They studied the oral health-related quality of life over a five-year period for patients who received overdentures after wearing complete dentures. The group found statistically significant improvements throughout the study, although these gains became less pronounced over time. The results were published May 28 in the Journal of Dentistry.
"The provision of four narrow-diameter implants in the edentulous mandible is a promising treatment option for patients with substantial oral health-related quality-of-life impairment and a positive attitude toward implant treatment," the authors wrote.
They were led by Daniel Reissmann, PhD, DMD, DDS, from University Medical Center Hamburg-Eppendorf in Hamburg, Germany, and Norbert Enkling from the University of Bonn in Germany and the University of Bern in Switzerland.
Give me five
Oral health-related quality of life is much lower in patients who wear conventional complete dentures than in those who have their own teeth, according to previous studies. Wearing complete dentures may cause discomfort, a lack of tactile sensitivity, foreign body sensation, and insufficient restoration of chewing function, especially in those with greater alveolar bone atrophy or higher needs for denture stability.
However, one option for edentulous patients is support of complete dentures with one or more implants in the mandibular midline. At the same time, such patients can be older, have comorbidities, use medications, and have overall reduced health, making such treatment disadvantageous because of a limited survival rate and high aftercare needs for such implants. Narrow dental implants with diameters of less than 3 mm present a promising alternative in such cases, the authors wrote.
"This approach allows placing implants in the alveolar bone in many cases with marked horizontal ridge atrophy without the need for augmentation procedures and without raising a flap," they explained.
“Improvement in oral health-related quality of life was substantial and clinically relevant.”

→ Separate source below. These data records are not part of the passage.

impl EvolutionEngine {
    /// Validates inputs and configuration and builds the engine.
    ///
    /// # Errors
    /// - [`InvalidConfig`](crate::AllocationError::InvalidConfig) for out-of-range parameters
    /// - [`InvalidInput`](crate::AllocationError::InvalidInput) for an unusable catalog
    /// - [`ThreadPool`](crate::AllocationError::ThreadPool) if the worker pool cannot start
    pub fn new(
        tasks: Vec<Task>,
        professionals: Vec<Professional>,
        config: EngineConfig,
    ) -> Result<Self> {
        config.validate()?;
        let catalog = Catalog::new(tasks, professionals)?;

        let pool = rayon::ThreadPoolBuilder::new()
            .num_threads(config.worker_threads)
            .thread_name(|i| format!("u-allocate-eval-{i}"))
            .build()?;

        let operators = GeneticOperators::new(config.per_gene_mutation_rate);
        let problem = AllocationProblem::new(catalog, config.cost_model);
        let evaluator: Arc<dyn Evaluator> = Arc::new(problem.clone());

        Ok(Self {
            problem,
            evaluator,
            operators,
            config,
            pool,
            cancellation: CancellationToken::new(),
        })
    }

    /// Replaces the variation and selection strategies.
    ///
    /// Mutators receive the catalog's professional count on every call.
    /// Offspring whose genes still do not fit the catalog are scored
    /// [`FitnessVector::infeasible`] instead of being evaluated.
    pub fn with_operators(mut self, operators: GeneticOperators) -> Self {
        self.operators = operators;
        self
    }

    /// Replaces the fitness evaluator.
    ///
    /// Reports still decode chromosomes with the configured cost model.
    pub fn with_evaluator(mut self, evaluator: Arc<dyn Evaluator>) -> Self {
        self.evaluator = evaluator;
        self
    }

    /// Uses an externally owned cancellation token.
    pub fn with_cancellation(mut self, token: CancellationToken) -> Self {
        self.cancellation = token;
        self
    }

    /// Token that stops the run at the next generation boundary.
    pub fn cancellation_token(&self) -> CancellationToken {
        self.cancellation.clone()
    }

    /// The allocation problem (catalog + cost model).
    pub fn problem(&self) -> &AllocationProblem {
        &self.problem
    }

    /// The run configuration.
    pub fn config(&self) -> &EngineConfig {
        &self.config
    }

    /// Decodes a chromosome into allocation and workload tables.
    ///
    /// Returns `None` if the chromosome does not fit the catalog.
    pub fn analyze(&self, chromosome: &AssignmentChromosome) -> Option<AllocationReport> {
        SolutionReporter::new(&self.problem).analyze(chromosome)
    }

    /// Runs the search without an observer.
    pub fn execute(&self) -> EvolutionResult {
        self.run(None)
    }

    /// Runs the search, reporting every generation to `observer`.
    pub fn execute_with_observer(&self, observer: &mut dyn ProgressObserver) -> EvolutionResult {
        self.run(Some(observer))
    }

    fn run(&self, mut observer: Option<&mut dyn ProgressObserver>) -> EvolutionResult {
        let n = self.config.population_size;
        let generations = self.config.generations;
        let seed = self.config.seed.unwrap_or_else(|| rand::rng().random());

        info!(
            seed,
            population = n,
            generations,
            tasks = self.problem.catalog().task_count(),
            professionals = self.problem.catalog().professional_count(),
            crossover = self.operators.crossover.name(),
            mutator = self.operators.mutator.name(),
            selector = self.operators.selector.name(),
            "starting allocation search"
        );

        let mut rng = StdRng::seed_from_u64(seed);
        let mut population = self.problem.create_population(n, &mut rng);
        self.evaluate_batch(&mut population);

        let mut archive = ParetoArchive::new();
        archive.update(&population);

        let mut history = Vec::with_capacity(generations);
        let mut cancelled = false;

        for generation in 0..generations {
            if self.cancellation.is_cancelled() {
                warn!(generation, "allocation search cancelled");
                cancelled = true;
                break;
            }

            let mut offspring = self.operators.selector.select(&population, n);
            self.vary(&mut offspring, &mut rng);
            let evaluated = self.evaluate_batch(&mut offspring);
            population = offspring;

            let admitted = archive.update(&population);
            let stats = GenerationStats::from_population(generation, &population, archive.len());
            debug!(
                generation,
                evaluated,
                admitted,
                min_cost = stats.min.cost,
                min_time = stats.min.time,
                mean_cost = stats.mean.cost,
                mean_time = stats.mean.time,
                front = stats.front_size,
                archive = stats.archive_size,
                "generation complete"
            );
            let fitness = self
                .config
                .keep_full_history
                .then(|| population.iter().filter_map(|c| c.fitness).collect());
            history.push(GenerationRecord { stats, fitness });

            if let Some(obs) = observer.as_deref_mut() {
                self.notify(obs, generation, &population);
            }
        }

        let representatives = select_representatives(&population, &self.config.balance);
        match representatives.as_ref().and_then(|r| self.analyze(&r.balanced)) {
            Some(report) => info!(
                generations = history.len(),
                cancelled,
                archive = archive.len(),
                makespan = report.makespan,
                total_cost = report.total_cost,
                "allocation search finished"
            ),
            None => warn!(
                generations = history.len(),
                cancelled,
                archive = archive.len(),
                "allocation search finished without a feasible individual"
            ),
        }

        EvolutionResult {
            representatives,
            archive: archive.into_members(),
            generations_completed: history.len(),
            history,
            cancelled,
            seed,
        }
    }

    /// Crossover over consecutive pairs, then per-individual mutation.
    fn vary(&self, offspring: &mut [AssignmentChromosome], rng: &mut StdRng) {
        let num_professionals = self.problem.catalog().professional_count();
        for pair in offspring.chunks_exact_mut(2) {
            if rng.random_bool(self.config.crossover_probability) {
                let (c1, c2) = self.operators.crossover.crossover(&pair[0], &pair[1], rng);
                pair[0] = c1;
                pair[1] = c2;
            }
        }
        for individual in offspring.iter_mut() {
            if rng.random_bool(self.config.mutation_probability) {
                self.operators.mutator.mutate(individual, num_professionals, rng);
            }
        }
    }

    /// Evaluates every unevaluated individual; returns how many there were.
    ///
    /// Individuals that do not fit the catalog never reach the evaluator.
    fn evaluate_batch(&self, population: &mut [AssignmentChromosome]) -> usize {
        let problem = &self.problem;
        let pending = population.iter().filter(|c| !c.is_evaluated()).count();
        let malformed = population
            .iter()
            .filter(|c| !c.is_evaluated() && !problem.accepts(&c.genes))
            .count();
        if malformed > 0 {
            warn!(malformed, "offspring do not fit the catalog; scored as infeasible");
        }

        let evaluator = &*self.evaluator;
        self.pool.install(|| {
            population
                .par_iter_mut()
                .filter(|c| !c.is_evaluated())
                .for_each(|c| {
                    let fitness = if problem.accepts(&c.genes) {
                        evaluator.evaluate(&c.genes)
                    } else {
                        FitnessVector::infeasible()
                    };
                    c.fitness = Some(fitness);
                });
        });
        pending
    }

    fn notify(
        &self,
        observer: &mut dyn ProgressObserver,
        generation: usize,
        population: &[AssignmentChromosome],
    ) {
        let Some(best) = arg_min(population, |f| self.config.balance.score(f)) else {
            return;
        };
        let Some(allocation) = self.analyze(&population[best]) else {
            return;
        };
        let report = GenerationReport {
            generation,
            makespan: allocation.makespan,
            total_cost: allocation.total_cost,
            allocation,
        };

        match panic::catch_unwind(AssertUnwindSafe(|| observer.on_generation(&report))) {
            Ok(Ok(())) => {}
            Ok(Err(e)) => warn!(generation, error = %e, "progress observer failed"),
            Err(_) => warn!(generation, "progress observer panicked"),
        }
    }
}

— Daniel Reissmann, PhD, DMD, DDS, and colleagues
An International Team for Implantology consensus statement recommends placing four of these one-piece implants in the interforaminal region. Placement of narrow-diameter implants substantially improves oral health-related quality of life, according to previous research, but this has not been studied in the published literature beyond two years.
Therefore, the investigators prospectively studied oral health-related changes in quality of life over a five-year period in 20 consecutive patients treated with narrow-diameter implants at the University of Bern. The patients were edentulous for at least six months and wore complete dentures for at least 12 weeks. They ranged in age from 41 to 87 years, with a mean age of 66.9 years.

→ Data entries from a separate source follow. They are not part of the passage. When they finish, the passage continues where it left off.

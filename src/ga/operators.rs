//! Strategy interfaces for the genetic search.
//!
//! The engine is composed of four explicit strategies:
//!
//! | Trait | Role | Default |
//! |-------|------|---------|
//! | [`Evaluator`] | chromosome → fitness vector | [`AllocationProblem`](super::AllocationProblem) |
//! | [`Crossover`] | two parents → two children | [`TwoPointCrossover`] |
//! | [`Mutator`] | in-place reassignment | [`UniformMutation`] |
//! | [`Selector`] | population → breeding pool | [`Nsga2Selector`] |
//!
//! Operators receive the random source as `&mut dyn RngCore` so they can
//! be stored as trait objects in [`GeneticOperators`]. Gene bounds come
//! from the engine's catalog at call time, never from the operator.
//!
//! # Usage
//!
//! ```
//! use std::sync::Arc;
//! use u_allocate::ga::operators::{GeneticOperators, UniformMutation};
//!
//! let ops = GeneticOperators::new(0.2).with_mutator(Arc::new(UniformMutation::new(0.5)));
//! assert_eq!(ops.mutator.name(), "uniform");
//! ```

use std::fmt::Debug;
use std::sync::Arc;

use rand::RngCore;

use super::chromosome::{
    clamp_rate, two_point_crossover, uniform_mutation, AssignmentChromosome, FitnessVector,
};
use crate::pareto::Nsga2Selector;

/// Maps a gene sequence to its fitness vector.
///
/// Implementations must be pure: evaluation runs concurrently on a
/// worker pool and results must not depend on scheduling.
pub trait Evaluator: Send + Sync {
    /// Evaluates one assignment.
    fn evaluate(&self, genes: &[usize]) -> FitnessVector;
}

/// Recombines two parents into two children of identical length.
pub trait Crossover: Send + Sync + Debug {
    /// Operator name (e.g., "two-point").
    fn name(&self) -> &'static str;

    /// Produces two unevaluated children.
    fn crossover(
        &self,
        p1: &AssignmentChromosome,
        p2: &AssignmentChromosome,
        rng: &mut dyn RngCore,
    ) -> (AssignmentChromosome, AssignmentChromosome);
}

/// Perturbs a chromosome in place, keeping length and gene range.
pub trait Mutator: Send + Sync + Debug {
    /// Operator name (e.g., "uniform").
    fn name(&self) -> &'static str;

    /// Mutates and invalidates `chromosome`.
    ///
    /// New genes must lie in `[0, num_professionals)`.
    fn mutate(
        &self,
        chromosome: &mut AssignmentChromosome,
        num_professionals: usize,
        rng: &mut dyn RngCore,
    );
}

/// Chooses the breeding pool of the next generation.
pub trait Selector: Send + Sync + Debug {
    /// Selector name (e.g., "nsga2").
    fn name(&self) -> &'static str;

    /// Returns `n` individuals (or all of them if fewer are given).
    ///
    /// Every input individual must be evaluated.
    fn select(&self, population: &[AssignmentChromosome], n: usize) -> Vec<AssignmentChromosome>;
}

/// Two-point segment exchange.
#[derive(Debug, Clone, Copy, Default)]
pub struct TwoPointCrossover;

impl Crossover for TwoPointCrossover {
    fn name(&self) -> &'static str {
        "two-point"
    }

    fn crossover(
        &self,
        p1: &AssignmentChromosome,
        p2: &AssignmentChromosome,
        rng: &mut dyn RngCore,
    ) -> (AssignmentChromosome, AssignmentChromosome) {
        two_point_crossover(p1, p2, rng)
    }
}

/// Per-gene uniform reassignment to any professional.
#[derive(Debug, Clone, Copy)]
pub struct UniformMutation {
    per_gene_rate: f64,
}

impl UniformMutation {
    /// Creates a uniform mutation. The rate is clamped to `[0, 1]`.
    pub fn new(per_gene_rate: f64) -> Self {
        Self {
            per_gene_rate: clamp_rate(per_gene_rate),
        }
    }

    /// Probability of redrawing each gene.
    pub fn per_gene_rate(&self) -> f64 {
        self.per_gene_rate
    }
}

impl Mutator for UniformMutation {
    fn name(&self) -> &'static str {
        "uniform"
    }

    fn mutate(
        &self,
        chromosome: &mut AssignmentChromosome,
        num_professionals: usize,
        rng: &mut dyn RngCore,
    ) {
        uniform_mutation(chromosome, num_professionals, self.per_gene_rate, rng);
    }
}

/// Bundle of variation and selection strategies used by the engine.
#[derive(Debug, Clone)]
pub struct GeneticOperators {
    /// Crossover strategy.
    pub crossover: Arc<dyn Crossover>,
    /// Mutation strategy.
    pub mutator: Arc<dyn Mutator>,
    /// Selection strategy.
    pub selector: Arc<dyn Selector>,
}

impl GeneticOperators {
    /// Default operators: two-point crossover, uniform mutation, NSGA-II selection.
    pub fn new(per_gene_rate: f64) -> Self {
        Self {
            crossover: Arc::new(TwoPointCrossover),
            mutator: Arc::new(UniformMutation::new(per_gene_rate)),
            selector: Arc::new(Nsga2Selector),
        }
    }

    /// Replaces the crossover strategy.
    pub fn with_crossover(mut self, crossover: Arc<dyn Crossover>) -> Self {
        self.crossover = crossover;
        self
    }

    /// Replaces the mutation strategy.
    pub fn with_mutator(mut self, mutator: Arc<dyn Mutator>) -> Self {
        self.mutator = mutator;
        self
    }

    /// Replaces the selection strategy.
    pub fn with_selector(mut self, selector: Arc<dyn Selector>) -> Self {
        self.selector = selector;
        self
    }
}

#[cfg(test)]
mod tests {
    use super::*;
    use rand::rngs::SmallRng;
    use rand::SeedableRng;

    #[test]
    fn test_default_operators() {
        let ops = GeneticOperators::new(0.2);
        assert_eq!(ops.crossover.name(), "two-point");
        assert_eq!(ops.mutator.name(), "uniform");
        assert_eq!(ops.selector.name(), "nsga2");
    }

    #[test]
    fn test_crossover_through_trait_object() {
        let ops = GeneticOperators::new(0.2);
        let mut rng = SmallRng::seed_from_u64(42);
        let p1 = AssignmentChromosome::random(8, 5, &mut rng);
        let p2 = AssignmentChromosome::random(8, 5, &mut rng);

        let (c1, c2) = ops.crossover.crossover(&p1, &p2, &mut rng);
        assert_eq!(c1.genes.len(), 8);
        assert_eq!(c2.genes.len(), 8);
        assert!(c1.is_valid(8, 5) && c2.is_valid(8, 5));
    }

    #[test]
    fn test_mutation_through_trait_object() {
        let ops = GeneticOperators::new(1.0);
        let mut rng = SmallRng::seed_from_u64(42);
        let mut ch = AssignmentChromosome::random(15, 3, &mut rng);
        ch.fitness = Some(FitnessVector::new(0.0, 0.0));

        ops.mutator.mutate(&mut ch, 3, &mut rng);
        assert!(ch.is_valid(15, 3));
        assert!(!ch.is_evaluated());
    }

    #[test]
    fn test_mutation_rate_clamped() {
        assert_eq!(UniformMutation::new(1.5).per_gene_rate(), 1.0);
        assert_eq!(UniformMutation::new(-0.2).per_gene_rate(), 0.0);
        assert_eq!(UniformMutation::new(f64::NAN).per_gene_rate(), 0.0);
        assert!((UniformMutation::new(0.3).per_gene_rate() - 0.3).abs() < 1e-12);

        let ops = GeneticOperators::new(1.5);
        let mut rng = SmallRng::seed_from_u64(42);
        let mut ch = AssignmentChromosome::new(vec![0; 12]);
        ops.mutator.mutate(&mut ch, 2, &mut rng);
        assert!(ch.is_valid(12, 2));
    }

    #[derive(Debug)]
    struct KeepFirst;

    impl Selector for KeepFirst {
        fn name(&self) -> &'static str {
            "keep-first"
        }

        fn select(
            &self,
            population: &[AssignmentChromosome],
            n: usize,
        ) -> Vec<AssignmentChromosome> {
            population.iter().take(n).cloned().collect()
        }
    }

    #[test]
    fn test_replace_selector() {
        let ops = GeneticOperators::new(0.2).with_selector(Arc::new(KeepFirst));
        assert_eq!(ops.selector.name(), "keep-first");

        let pop = vec![AssignmentChromosome::new(vec![0]); 4];
        assert_eq!(ops.selector.select(&pop, 2).len(), 2);
    }
}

The researchers required that participants were living independently, were in good general health, and had interforaminal bone with a minimum width of 4 mm to 5 mm and a minimum height of approximately 13 mm. Exclusion criteria were the use of bone-altering medication(s), having dental anxiety, or abusing drugs.
Each participant underwent implantation with four one-piece titanium narrow-diameter implants that were 1.8 mm in diameter and 13 or 15 mm long (ESPE MDI mini dental implants, 3M). The researchers then measured how the patients assessed their oral health-related quality of life using the 49-item Oral Health Impact Profile (OHIP). The survey was administered at follow-up points up to five years after treatment.
The questionnaire asked whether various factors had affected their oral health-related quality of life during the past month, using a scale that ranged from 0 (never) to 4 (very often). Higher scores indicated more problems and lower oral health-related quality of life.
Lower scores = better oral health-related quality of life.
|Effect of narrow-diameter implants on oral health quality of life
||Baseline (n = 18)
||4 weeks (n = 18)
||8 weeks (n = 18)
||12 months (n = 15)
||3 years (n = 19)
||5 years (n = 17)
|OHIP summary score
Oral health-related quality of life was substantially impaired in the study participants at baseline, with a mean OHIP summary score of 38.9. The score dropped to 21.8 four weeks after treatment and remained substantially lower through the final follow-up visit at five years. The summary and domain scores increased from the six-month and 12-month visits but never deteriorated to pretreatment levels.
Oral function experienced the largest changes during the study, while orofacial pain and orofacial appearance had moderate changes and psychosocial impact had the smallest changes.
"Improvement in oral health-related quality of life was substantial and clinically relevant, and lasted over the entire study period," the authors wrote.
They noted that OHIP summary scores after treatment were substantially lower than those of patients with new conventional complete dentures. In addition, the treatment-induced drop in the score lasted longer than has been reported for conventional complete dentures. They explained that the support of the implants may stabilize the denture, improve biting and chewing ability, and reduce sore spots.
The small sample size of the study limited its statistical power, the authors noted. Additionally, treatment was not randomly assigned, and the study did not have a control group.
Despite these drawbacks, the study's findings have important clinical implications, the authors concluded.
"Patients can be informed in the decision-making process that treatment-related improvements in oral health-related quality of life are expected to last substantially longer than for conventional complete dentures," they wrote. "However, whether implant placement is also beneficial for patients coping very well with their complete dentures is not clear so far."